Le verdict de la haute juridiction, tombé lundi 19 janvier dernier, scelle la configuration de l’hémicycle pour les sept prochaines années. Si le paysage politique se bipolarise autour des plus grands partis politiques de la mouvance, la dynamique de l’inclusion féminine marque, elle, un coup d’arrêt inattendu.
En effet, l’un des faits marquants de cette proclamation est la légère érosion de la présence des femmes. Avec 28 élues sur un total de 109, la gent féminine occupe désormais 25,69 % des travées. Ce résultat accuse une régression de 0,92 % par rapport à l’exercice précédent qui comptait 29 femmes. Cette baisse statistique, bien que minime, trahit une certaine inertie dans la féminisation de la haute instance législative du pays.
Si l’arsenal juridique notamment l’article 144 du Code électoral garantit un plancher de 24 sièges dédiés aux femmes, le volontarisme politique des partis semble s’être essoufflé. Pour preuve, le Bloc Républicain a fait figure de bon élève en proposant 12 candidates en sus du quota, plaçant 4 d’entre elles en tête de liste. L’UP le Renouveau s’est montré plus hésitant, avec une seule femme positionnée en titulaire hors réserve légale.
Cette stratégie démontre que sans l’obligation du quota, les instances dirigeantes des partis hésitent encore à confier les rênes de la compétition aux femmes.

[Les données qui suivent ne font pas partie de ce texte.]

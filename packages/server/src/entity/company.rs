use sea_orm::entity::prelude::*;
use serde::{Deserialize, Serialize};

#[sea_orm::model]
#[derive(Clone, Debug, PartialEq, Eq, DeriveEntityModel, Serialize, Deserialize)]
#[sea_orm(table_name = "company")]
pub struct Model {
    #[sea_orm(primary_key)]
    pub id: i32,

    #[sea_orm(unique)]
    pub name: String,
    /// 18-character unified social credit code.
    pub credit_code: Option<String>,
    pub contact_person: Option<String>,
    pub contact_phone: Option<String>,
    #[sea_orm(column_type = "Text", nullable)]
    pub address: Option<String>,
    pub category: Option<String>,

    /// Import batch that created this row. Cleared when the batch history is deleted.
    pub import_id: Option<i32>,
    #[sea_orm(belongs_to, from = "import_id", to = "id")]
    pub import: HasOne<super::import_record::Entity>,

    pub created_at: DateTimeUtc,
}

impl ActiveModelBehavior for ActiveModel {}
use std::collections::HashMap;

use chrono::{DateTime, Utc};
use serde::{Deserialize, Serialize};

use crate::entity::sms_log::SmsStatus;
use crate::entity::{sms_log, sms_template};
use crate::error::AppError;

use super::shared::validate_name;

#[derive(Deserialize, utoipa::ToSchema)]
pub struct CreateTemplateRequest {
    /// Unique machine code, e.g. `VERIFY_CODE`.
    #[schema(example = "ORDER_SHIPPED")]
    pub code: String,
    pub name: String,
    #[schema(example = "您的订单${order}已发货")]
    pub content: String,
}

#[derive(Deserialize, Default, PartialEq, utoipa::ToSchema)]
pub struct UpdateTemplateRequest {
    pub code: Option<String>,
    pub name: Option<String>,
    pub content: Option<String>,
}

#[derive(Serialize, utoipa::ToSchema)]
pub struct TemplateResponse {
    pub id: i32,
    pub code: String,
    pub name: String,
    pub content: String,
    /// Placeholder names found in `content`.
    pub params: Vec<String>,
    pub created_at: DateTime<Utc>,
    pub updated_at: DateTime<Utc>,
}

impl From<sms_template::Model> for TemplateResponse {
    fn from(m: sms_template::Model) -> Self {
        Self {
            params: crate::utils::template::placeholders(&m.content),
            id: m.id,
            code: m.code,
            name: m.name,
            content: m.content,
            created_at: m.created_at,
            updated_at: m.updated_at,
        }
    }
}

/// Either inline `content` or a stored `template_code`, plus values.
#[derive(Deserialize, utoipa::ToSchema)]
pub struct PreviewRequest {
    pub content: Option<String>,
    pub template_code: Option<String>,
    #[serde(default)]
    pub params: HashMap<String, String>,
}

#[derive(Serialize, utoipa::ToSchema)]
#[serde(rename_all = "camelCase")]
pub struct PreviewResponse {
    pub content: String,
    /// Length in characters, signature excluded.
    pub length: usize,
    pub segments: usize,
    pub missing_params: Vec<String>,
}

#[derive(Deserialize, utoipa::ToSchema)]
pub struct SendSmsRequest {
    #[schema(example = "13812345678")]
    pub phone: String,
    pub content: Option<String>,
    pub template_code: Option<String>,
    #[serde(default)]
    pub params: HashMap<String, String>,
}

#[derive(Serialize, utoipa::ToSchema)]
pub struct SendSmsResponse {
    pub log_id: i32,
    pub status: SmsStatus,
    pub message_id: Option<String>,
    pub segments: usize,
}

#[derive(Deserialize, utoipa::IntoParams)]
#[into_params(parameter_in = Query)]
pub struct SmsLogQuery {
    pub page: Option<u64>,
    pub limit: Option<u64>,
    /// Exact phone number filter.
    pub phone: Option<String>,
}

#[derive(Serialize, utoipa::ToSchema)]
pub struct SmsLogResponse {
    pub id: i32,
    pub phone: String,
    pub template_code: Option<String>,
    pub content: String,
    pub status: SmsStatus,
    pub error: Option<String>,
    pub created_at: DateTime<Utc>,
}

impl From<sms_log::Model> for SmsLogResponse {
    fn from(m: sms_log::Model) -> Self {
        Self {
            id: m.id,
            phone: m.phone,
            template_code: m.template_code,
            content: m.content,
            status: m.status,
            error: m.error,
            created_at: m.created_at,
        }
    }
}

fn validate_code(code: &str) -> Result<(), AppError> {
    let code = code.trim();
    if code.is_empty() || code.len() > 64 {
        return Err(AppError::Validation("code must be 1-64 characters".into()));
    }
    if !code
        .chars()
        .all(|c| c.is_ascii_alphanumeric() || c == '_' || c == '-')
    {
        return Err(AppError::Validation(
            "code must contain only letters, digits, '_' and '-'".into(),
        ));
    }
    Ok(())
}

fn validate_content(content: &str) -> Result<(), AppError> {
    if content.trim().is_empty() {
        return Err(AppError::Validation("content is required".into()));
    }
    if content.chars().count() > 1000 {
        return Err(AppError::Validation(
            "content must be at most 1000 characters".into(),
        ));
    }
    Ok(())
}

pub fn validate_create_template(req: &CreateTemplateRequest) -> Result<(), AppError> {
    validate_code(&req.code)?;
    validate_name("name", &req.name, 100)?;
    validate_content(&req.content)
}

pub fn validate_update_template(req: &UpdateTemplateRequest) -> Result<(), AppError> {
    if let Some(ref code) = req.code {
        validate_code(code)?;
    }
    if let Some(ref name) = req.name {
        validate_name("name", name, 100)?;
    }
    if let Some(ref content) = req.content {
        validate_content(content)?;
    }
    Ok(())
}

/// Exactly one of `content` / `template_code` must be given.
pub fn validate_source(
    content: Option<&str>,
    template_code: Option<&str>,
) -> Result<(), AppError> {
    match (content, template_code) {
        (Some(_), Some(_)) => Err(AppError::Validation(
            "Provide either content or template_code, not both".into(),
        )),
        (None, None) => Err(AppError::Validation(
            "content or template_code is required".into(),
        )),
        (Some(c), None) => validate_content(c),
        (None, Some(_)) => Ok(()),
    }
}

L’élimination des formations comme Les Démocrates, la FCBE ou Moele-Bénin a neutralisé toutes les candidatures féminines portées par ces listes. Ce monopole des deux grands partis a ainsi mécaniquement limité les chances de voir le nombre de femmes s’envoler au-delà du strict minimum imposé par la loi. En somme, cette 10e législature révèle que si le droit protège la présence des femmes, il ne garantit pas leur progression. Le défi de la parité réelle reste entier et appelle à une évolution des mentalités au sein même des états-majors politiques.